Monitoring of mental performance during spaceflight
- PMID: 10993313
Monitoring of mental performance during spaceflight
Abstract
Mental performance of astronauts during spaceflight may suffer from both direct effects of microgravity on perceptual, cognitive, and psychomotor processes, and unspecific stress effects on these functions due to high workload sleep disturbances, or the general burden of adapting to the extreme living conditions in space. Early detection of any signs of mental performance impairments seems to be essential for mission success and to prevent obvious performance decrements in critical mission tasks. One possible approach to this problem is to assess the astronaut's performance on specific screening tests repeatedly during a space mission and to compare the results with a self-referenced baseline established pre-flight. The selection of screening tests for this purpose should be guided by three different criteria: 1) their reliability; 2) their sensitivity (i.e., their power to reveal subtle mental performance changes induced by internal or external stressors during spaceflight); and 3) their diagnosticity (i.e., their capability to reveal the underlying processes that lead to these performance deficits).
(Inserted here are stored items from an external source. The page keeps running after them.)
use crate::model::{IdentityKey, MalformedRecord, MatchStatus, NormalizedMatch, StatusCode};
use crate::provider::RawMatch;
use crate::utils::parse_datetime;
use chrono::SecondsFormat;
use std::collections::HashMap;
use tracing::{debug, warn};

/// Merges raw lists, drops duplicates, sorts by kickoff and projects every
/// record into the output schema.
pub fn aggregate(batches: Vec<Vec<RawMatch>>) -> Vec<NormalizedMatch> {
    let merged: Vec<RawMatch> = batches.into_iter().flatten().collect();
    let total = merged.len();

    let mut unique = dedupe(merged);
    debug!("Deduplicated {} raw records into {}", total, unique.len());

    sort_by_kickoff(&mut unique);
    normalize_all(&unique)
}

/// Keeps one record per identity key. A recurring key overwrites the earlier
/// record in place, so the last occurrence wins but keeps the first slot.
pub fn dedupe(records: Vec<RawMatch>) -> Vec<RawMatch> {
    let mut slots: HashMap<IdentityKey, usize> = HashMap::new();
    let mut unique: Vec<RawMatch> = Vec::with_capacity(records.len());

    for record in records {
        let key = record.identity_key();
        match slots.get(&key) {
            Some(&slot) => {
                debug!("Duplicate fixture {:?}, keeping the later record", key);
                unique[slot] = record;
            }
            None => {
                slots.insert(key, unique.len());
                unique.push(record);
            }
        }
    }

    unique
}

/// Stable ascending sort by kickoff instant. Missing or unparseable kickoffs
/// go first, in their original order.
pub fn sort_by_kickoff(records: &mut [RawMatch]) {
    records.sort_by_cached_key(|record| record.kickoff().and_then(parse_datetime));
}

pub fn normalize_all(records: &[RawMatch]) -> Vec<NormalizedMatch> {
    records
        .iter()
        .enumerate()
        .map(|(index, record)| normalize_match(index, record))
        .collect()
}

fn normalize_match(index: usize, record: &RawMatch) -> NormalizedMatch {
    if let Some(raw) = record.kickoff() {
        if parse_datetime(raw).is_none() {
            let malformed = MalformedRecord {
                index,
                reason: format!("unparseable kickoff {:?}", raw),
            };
            warn!("{}: date set to null", malformed);
        }
    }
    if let IdentityKey::Composite(key) = record.identity_key() {
        debug!("Record #{} has no native id, identified by {}", index, key);
    }
    record.normalize()
}

/// Kickoff rewritten as a UTC RFC 3339 timestamp (`Z` suffix), so sorted
/// output is also in string order. Unparseable values become `None`.
pub fn normalize_kickoff(raw: Option<&str>) -> Option<String> {
    raw.and_then(parse_datetime)
        .map(|dt| dt.to_rfc3339_opts(SecondsFormat::AutoSi, true))
}

/// Maps a provider status onto the canonical short codes.
///
/// | raw (case-insensitive) | short |
/// |---|---|
/// | SCHEDULED, TIMED, POSTPONED | NS |
/// | IN_PLAY, LIVE | LIVE |
/// | PAUSED | HT |
/// | FINISHED | FT |
/// | AWARDED | AET |
/// | CANCELLED | CANC |
///
/// Anything else passes through unchanged, so api-football's own codes
/// (`FT`, `NS`...) land on the matching known variant. `provider_long` wins over the
/// built-in description when present.
pub fn map_status(raw: Option<&str>, provider_long: Option<&str>, elapsed: Option<i64>) -> MatchStatus {
    let raw = raw.map(str::trim).unwrap_or_default();
    let (short, label) = match raw.to_uppercase().as_str() {
        "" | "SCHEDULED" | "TIMED" => (StatusCode::NotStarted, "Not Started"),
        "POSTPONED" => (StatusCode::NotStarted, "Postponed"),
        "IN_PLAY" | "LIVE" => (StatusCode::Live, "In Play"),
        "PAUSED" => (StatusCode::HalfTime, "Halftime"),
        "FINISHED" => (StatusCode::FullTime, "Match Finished"),
        "AWARDED" => (StatusCode::AfterExtraTime, "Awarded"),
        "CANCELLED" => (StatusCode::Cancelled, "Cancelled"),
        _ => (StatusCode::from(raw.to_string()), raw),
    };

    MatchStatus {
        short,
        long: provider_long.unwrap_or(label).to_string(),
        elapsed,
    }
}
Based on a discussion of these theoretical issues, first attempts to monitor mental performance of astronauts during spaceflight by means of short-term laboratory tasks are reviewed. The results of these studies suggest that, in particular, perceptual-motor tasks (tracking) and tasks placing comparatively high demands on attentional processes (e.g., dual-tasks) represent sensitive monitoring measures. First studies on the diagnositicity of tracking performance decrements during spaceflight suggest that they reflect both microgravity-related changes in the sensory-motor system as well as unspecific stress-effects, with the former factor reflected primarily in tracking performance decrements during early adaptation to the microgravity environment.